▸ **Collected data entries**
=== Begin Enclosure ===

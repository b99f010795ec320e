//! Parameters in, JSON bodies out.

use location_protocol::{
    FailureResponse, LocationError, LocationParams, LocationResponse, RasterSource, Status,
};
use stack_query::{GeoTransform, MemoryLayer, RasterLayer, StackQuery};

fn query_string(pairs: &[(&str, &str)]) -> LocationParams {
    let value = serde_json::Value::Object(
        pairs
            .iter()
            .map(|(k, v)| (k.to_string(), serde_json::Value::String(v.to_string())))
            .collect(),
    );
    serde_json::from_value(value).unwrap()
}

fn layers(names: &[&str], value: f64) -> Vec<Box<dyn RasterLayer>> {
    let transform = GeoTransform::new(0.0, 100.0, 10.0, -10.0);
    names
        .iter()
        .map(|name| {
            Box::new(MemoryLayer::filled(*name, transform, 10, 10, value).with_nodata(-9999.0))
                as Box<dyn RasterLayer>
        })
        .collect()
}

fn run(params: &LocationParams, stack: &[Box<dyn RasterLayer>]) -> Result<LocationResponse, LocationError> {
    let request = params.validate()?;
    let result = StackQuery::default().run(stack, request.coordinate())?;
    Ok(LocationResponse::new(&request, &result))
}

#[test]
fn test_successful_round_trip() {
    let params = query_string(&[
        ("longitude", "-84.5"),
        ("latitude", "38.05"),
        ("x_coordinate", "25"),
        ("y_coordinate", "75"),
        ("rasters", "lsd.tif dtw.tif"),
    ]);
    let request = params.validate().unwrap();
    assert_eq!(
        request.source,
        RasterSource::Files(vec!["lsd.tif".into(), "dtw.tif".into()])
    );

    let response = run(&params, &layers(&["lsd", "dtw"], 3.25)).unwrap();
    let text = serde_json::to_string(&response).unwrap();
    let parsed: LocationResponse = serde_json::from_str(&text).unwrap();
    assert_eq!(parsed, response);
    assert_eq!(parsed.status, Status::Success);
    assert_eq!(parsed.cell_count, 2);
}

#[test]
fn test_out_of_bounds_failure_body() {
    let params = query_string(&[
        ("longitude", "-84.5"),
        ("latitude", "38.05"),
        ("x_coordinate", "250"),
        ("y_coordinate", "75"),
        ("rasters", "lsd.tif"),
    ]);
    let err = run(&params, &layers(&["lsd"], 1.0)).unwrap_err();
    assert_eq!(err.status_code(), 400);

    let body = serde_json::to_value(err.to_failure()).unwrap();
    assert_eq!(body["status"], "failed");
    assert!(body["message"].as_str().unwrap().contains("outside of raster"));
}

#[test]
fn test_no_coverage_failure_body() {
    let params = query_string(&[
        ("longitude", "-84.5"),
        ("latitude", "38.05"),
        ("x_coordinate", "25"),
        ("y_coordinate", "75"),
        ("rasters", "lsd.tif,dtw.tif"),
    ]);
    let err = run(&params, &layers(&["lsd", "dtw"], -9999.0)).unwrap_err();
    assert_eq!(err.status_code(), 404);
    assert_eq!(
        err.to_failure(),
        FailureResponse::new("Site is outside the extent of the geologic units")
    );
}

#[test]
fn test_missing_parameter_failure_body() {
    let params = query_string(&[("rasters", "lsd.tif"), ("latitude", "38")]);
    let err = run(&params, &layers(&["lsd"], 1.0)).unwrap_err();
    assert_eq!(err.status_code(), 400);
    assert_eq!(err.to_failure().message, "Provide a numeric longitude value");
    assert_eq!(err.kind(), "missing_parameter");
}
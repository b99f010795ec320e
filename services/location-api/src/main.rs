//! Location API Server
//!
//! Answers "what is under this point?" for stacks of subsurface rasters.

use std::net::SocketAddr;
use std::path::PathBuf;
use std::sync::Arc;

use anyhow::{Context, Result};
use clap::Parser;
use metrics_exporter_prometheus::PrometheusBuilder;
use stack_query::QueryConfig;
use tracing::info;
use tracing_subscriber::{fmt, EnvFilter};

use location_api::config::StacksConfig;
use location_api::state::AppState;

/// Location API Server
#[derive(Parser, Debug)]
#[command(name = "location-api")]
#[command(about = "Point queries against subsurface raster stacks")]
struct Args {
    /// Listen address
    #[arg(short, long, default_value = "0.0.0.0:8085", env = "LOCATION_LISTEN_ADDR")]
    listen: String,

    /// Directory raster paths are resolved against
    #[arg(long, default_value = "./data", env = "LOCATION_DATA_DIR")]
    data_dir: PathBuf,

    /// YAML file of named stacks
    #[arg(long, default_value = "./config/stacks.yaml", env = "LOCATION_STACKS_FILE")]
    stacks_file: PathBuf,

    /// Log level
    #[arg(long, default_value = "info", env = "RUST_LOG")]
    log_level: String,

    /// Number of worker threads
    #[arg(long, env = "LOCATION_WORKER_THREADS")]
    worker_threads: Option<usize>,
}

fn main() -> Result<()> {
    // Load .env file if present
    dotenvy::dotenv().ok();

    let args = Args::parse();

    // Build runtime with configured threads
    let mut runtime_builder = tokio::runtime::Builder::new_multi_thread();
    runtime_builder.enable_all();

    if let Some(threads) = args.worker_threads {
        runtime_builder.worker_threads(threads);
    }

    let runtime = runtime_builder
        .build()
        .context("Failed to create Tokio runtime")?;

    runtime.block_on(run_server(args))
}

async fn run_server(args: Args) -> Result<()> {
    // Initialize tracing
    let filter =
        EnvFilter::try_from_default_env().unwrap_or_else(|_| EnvFilter::new(&args.log_level));

    fmt()
        .with_env_filter(filter)
        .with_target(true)
        .with_level(true)
        .json()
        .init();

    info!("Starting location API server");

    let prometheus_handle = PrometheusBuilder::new()
        .install_recorder()
        .context("Failed to install Prometheus recorder")?;

    let query_config = QueryConfig::from_env();
    query_config
        .validate()
        .map_err(|e| anyhow::anyhow!("Invalid query configuration: {e}"))?;

    let stacks = StacksConfig::load_from_file(&args.stacks_file)?;

    if !args.data_dir.is_dir() {
        tracing::warn!("Data directory {:?} does not exist", args.data_dir);
    }

    let state = Arc::new(AppState::new(args.data_dir, query_config, stacks));
    let app = location_api::app(state, Some(prometheus_handle));

    let addr: SocketAddr = args
        .listen
        .parse()
        .with_context(|| format!("Invalid listen address: {}", args.listen))?;

    info!("Location API listening on {}", addr);

    let listener = tokio::net::TcpListener::bind(addr)
        .await
        .with_context(|| format!("Failed to bind {addr}"))?;
    axum::serve(listener, app).await.context("Server failed")?;

    Ok(())
}
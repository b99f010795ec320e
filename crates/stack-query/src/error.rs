//! Error types for stack queries.

use std::fmt;

use thiserror::Error;

use crate::types::{Coordinate, Extent};

/// Boxed error produced by a raster access collaborator.
pub type BoxError = Box<dyn std::error::Error + Send + Sync>;

/// Grid property compared by the consistency checker.
#[derive(Debug, Clone, Copy, PartialEq, Eq)]
pub enum GridField {
    Columns,
    Rows,
    OriginX,
    OriginY,
    CellWidth,
    CellHeight,
}

impl fmt::Display for GridField {
    fn fmt(&self, f: &mut fmt::Formatter<'_>) -> fmt::Result {
        match self {
            Self::Columns => write!(f, "cols"),
            Self::Rows => write!(f, "rows"),
            Self::OriginX => write!(f, "X origin"),
            Self::OriginY => write!(f, "Y origin"),
            Self::CellWidth => write!(f, "cell width"),
            Self::CellHeight => write!(f, "cell height"),
        }
    }
}

/// Errors that terminate a stack query.
#[derive(Error, Debug)]
pub enum StackError {
    /// The query coordinate lies outside the raster footprint.
    #[error(
        "coordinate ({x}, {y}) is outside of raster (x range {min_x} to {max_x}, y range {min_y} to {max_y})"
    )]
    OutOfBounds {
        x: f64,
        y: f64,
        min_x: f64,
        max_x: f64,
        min_y: f64,
        max_y: f64,
    },

    /// A layer disagrees with the reference geometry of the stack.
    #[error("raster {layer} has {field} {actual} to differ from {expected}")]
    LayerMismatch {
        layer: String,
        field: GridField,
        expected: String,
        actual: String,
    },

    /// Every layer resolved to nodata at the query cell.
    #[error("site is outside the extent of the geologic units")]
    NoCoverage,

    /// The raster collaborator could not read a layer.
    #[error("error reading raster {layer}: {source}")]
    RasterAccess {
        layer: String,
        #[source]
        source: BoxError,
    },

    /// The reference layer has a degenerate grid.
    #[error("invalid grid geometry: {0}")]
    InvalidGeometry(String),

    /// No layers were supplied.
    #[error("no raster layers provided")]
    EmptyStack,
}

impl StackError {
    /// Create an OutOfBounds error for a coordinate and the footprint it missed.
    pub fn out_of_bounds(coordinate: Coordinate, extent: Extent) -> Self {
        Self::OutOfBounds {
            x: coordinate.x,
            y: coordinate.y,
            min_x: extent.min_x,
            max_x: extent.max_x,
            min_y: extent.min_y,
            max_y: extent.max_y,
        }
    }

    /// Create a LayerMismatch error.
    pub fn layer_mismatch(
        layer: impl Into<String>,
        field: GridField,
        expected: impl fmt::Display,
        actual: impl fmt::Display,
    ) -> Self {
        Self::LayerMismatch {
            layer: layer.into(),
            field,
            expected: expected.to_string(),
            actual: actual.to_string(),
        }
    }

    /// Create a RasterAccess error.
    pub fn raster_access(layer: impl Into<String>, source: impl Into<BoxError>) -> Self {
        Self::RasterAccess {
            layer: layer.into(),
            source: source.into(),
        }
    }

    /// Short machine-readable name, used for metric labels.
    pub fn kind(&self) -> &'static str {
        match self {
            Self::OutOfBounds { .. } => "out_of_bounds",
            Self::LayerMismatch { .. } => "layer_mismatch",
            Self::NoCoverage => "no_coverage",
            Self::RasterAccess { .. } => "raster_access",
            Self::InvalidGeometry(_) => "invalid_geometry",
            Self::EmptyStack => "empty_stack",
        }
    }
}

/// Result type for stack query operations.
pub type Result<T> = std::result::Result<T, StackError>;
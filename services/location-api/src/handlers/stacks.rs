//! Configured stack listing.

use std::sync::Arc;

use axum::{
    extract::{Extension, Path},
    http::StatusCode,
    response::Response,
};
use location_protocol::{LocationError, ProtocolError};
use serde::{Deserialize, Serialize};

use super::{failure_response, json_response};
use crate::config::StackDefinition;
use crate::state::AppState;

#[derive(Debug, Clone, PartialEq, Serialize, Deserialize)]
pub struct StackSummary {
    pub name: String,
    #[serde(skip_serializing_if = "Option::is_none")]
    pub description: Option<String>,
    pub rasters: Vec<String>,
}

impl StackSummary {
    fn new(name: &str, definition: &StackDefinition) -> Self {
        Self {
            name: name.to_string(),
            description: definition.description.clone(),
            rasters: definition.rasters.clone(),
        }
    }
}

#[derive(Debug, Clone, PartialEq, Serialize, Deserialize)]
pub struct StacksResponse {
    pub stacks: Vec<StackSummary>,
}

/// GET /stacks
pub async fn list_stacks_handler(Extension(state): Extension<Arc<AppState>>) -> Response {
    let stacks = state
        .stacks
        .stacks
        .iter()
        .map(|(name, definition)| StackSummary::new(name, definition))
        .collect();

    json_response(StatusCode::OK, &StacksResponse { stacks })
}

/// GET /stacks/:name
pub async fn get_stack_handler(
    Extension(state): Extension<Arc<AppState>>,
    Path(name): Path<String>,
) -> Response {
    match state.stacks.get(&name) {
        Some(definition) => json_response(StatusCode::OK, &StackSummary::new(&name, definition)),
        None => failure_response(&LocationError::from(ProtocolError::UnknownStack(name))),
    }
}
//! Coordinate to cell resolution.

use tracing::debug;

use crate::error::{Result, StackError};
use crate::types::{CellBounds, CellIndex, Coordinate, GridReference};

/// Find the cell containing `coordinate`.
///
/// The coordinate must lie inside the closed footprint of the grid. Points on
/// the far right or bottom edge belong to the last column or row.
pub fn resolve_cell(coordinate: Coordinate, grid: &GridReference) -> Result<CellIndex> {
    let extent = grid.extent();
    if !extent.contains(coordinate) {
        return Err(StackError::out_of_bounds(coordinate, extent));
    }

    // Offsets are non-negative inside the footprint, so floor == truncation.
    let row = ((grid.origin.y - coordinate.y).abs() / grid.cell_size.height.abs()).floor() as i64;
    let column = ((grid.origin.x - coordinate.x).abs() / grid.cell_size.width.abs()).floor() as i64;

    let index = CellIndex::new(
        row.min(grid.rows as i64 - 1),
        column.min(grid.columns as i64 - 1),
    );
    debug!(row = index.row, column = index.column, "Resolved cell");
    Ok(index)
}

/// Polygon of a cell: upper-left, upper-right, lower-right, lower-left.
pub fn cell_bounds(index: CellIndex, grid: &GridReference) -> CellBounds {
    let transform = grid.transform();
    let col = index.column as f64;
    let row = index.row as f64;

    CellBounds {
        upper_left: transform.apply(col, row),
        upper_right: transform.apply(col + 1.0, row),
        lower_right: transform.apply(col + 1.0, row + 1.0),
        lower_left: transform.apply(col, row + 1.0),
    }
}
//! Colour specification files.
//!
//! ```text
//! # comment lines start with '#' or '@'
//! zone  description  RGB
//! 1<TAB>#0000e0<TAB>Alluvium
//! 2<TAB>0 128 255<TAB>Limestone
//! ```
//!
//! The header names an identifier, a description and the colour model; every
//! following non-blank line is `value<TAB>color<TAB>description`. A value that
//! appears twice keeps the later entry.

use std::path::Path;

use serde::{Deserialize, Serialize};
use tracing::debug;

use crate::color::{ColorModel, Rgb};
use crate::error::{LegendError, LegendResult};

/// One value-to-colour line.
#[derive(Debug, Clone, PartialEq, Serialize, Deserialize)]
pub struct ColorEntry {
    pub value: f64,
    /// Colour text as written in the file.
    pub color: String,
    pub description: String,
}

/// A parsed colour specification.
#[derive(Debug, Clone, PartialEq, Serialize, Deserialize)]
pub struct ColorSpecification {
    pub identifier: String,
    pub description: String,
    pub color_model: ColorModel,
    /// Entries in file order.
    pub entries: Vec<ColorEntry>,
}

impl ColorSpecification {
    /// Load a specification from a file.
    pub fn from_file(path: impl AsRef<Path>) -> LegendResult<Self> {
        let content = std::fs::read_to_string(path.as_ref())?;
        let spec = Self::parse(&content)?;
        debug!(
            path = %path.as_ref().display(),
            entries = spec.entries.len(),
            model = ?spec.color_model,
            "Loaded color specification"
        );
        Ok(spec)
    }

    /// Parse specification text.
    pub fn parse(content: &str) -> LegendResult<Self> {
        let mut lines = content.lines().enumerate();

        let header = lines
            .by_ref()
            .find(|(_, line)| !line.starts_with('#') && !line.starts_with('@'))
            .map(|(_, line)| line)
            .ok_or(LegendError::MissingHeader)?;

        let fields: Vec<&str> = header.split_whitespace().collect();
        if fields.len() < 3 {
            return Err(LegendError::ShortHeader(fields.len()));
        }
        let color_model: ColorModel = fields[2].parse()?;

        let mut spec = ColorSpecification {
            identifier: fields[0].to_string(),
            description: fields[1].to_string(),
            color_model,
            entries: Vec::new(),
        };

        for (index, line) in lines {
            let line = line.trim_end_matches(['\r', '\n']);
            if line.trim().is_empty() {
                continue;
            }
            spec.insert(parse_entry(line, index + 1)?);
        }

        Ok(spec)
    }

    fn insert(&mut self, entry: ColorEntry) {
        match self.entries.iter_mut().find(|e| e.value == entry.value) {
            Some(existing) => *existing = entry,
            None => self.entries.push(entry),
        }
    }

    /// Entry for an exact value.
    pub fn get(&self, value: f64) -> Option<&ColorEntry> {
        self.entries.iter().find(|e| e.value == value)
    }

    /// Parsed colour of an entry, in this specification's model.
    pub fn rgb(&self, entry: &ColorEntry) -> LegendResult<Rgb> {
        Rgb::parse(&entry.color, self.color_model)
    }

    /// Number of entries.
    pub fn len(&self) -> usize {
        self.entries.len()
    }

    pub fn is_empty(&self) -> bool {
        self.entries.is_empty()
    }
}

fn parse_entry(line: &str, line_number: usize) -> LegendResult<ColorEntry> {
    let invalid = |reason: &str| LegendError::InvalidEntry {
        line: line_number,
        reason: reason.to_string(),
    };

    let mut cols = line.split('\t');
    let value = cols
        .next()
        .map(str::trim)
        .ok_or_else(|| invalid("missing value"))?
        .parse::<f64>()
        .map_err(|_| invalid("value is not a number"))?;
    let color = cols.next().ok_or_else(|| invalid("missing color"))?;
    let description = cols.next().ok_or_else(|| invalid("missing description"))?;

    Ok(ColorEntry {
        value,
        color: color.trim().to_string(),
        description: description.trim().to_string(),
    })
}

=== End Enclosure ===

▸ **YOUR INSTRUCTIONS**
Your task is to copy each line of the data above that holds "async".

▸ **ANSWER AREA**
async fn run_server(args: Args) -> Result<()> {
pub async fn list_stacks_handler(Extension(state): Extension<Arc<AppState>>) -> Response {
pub async fn get_stack_handler(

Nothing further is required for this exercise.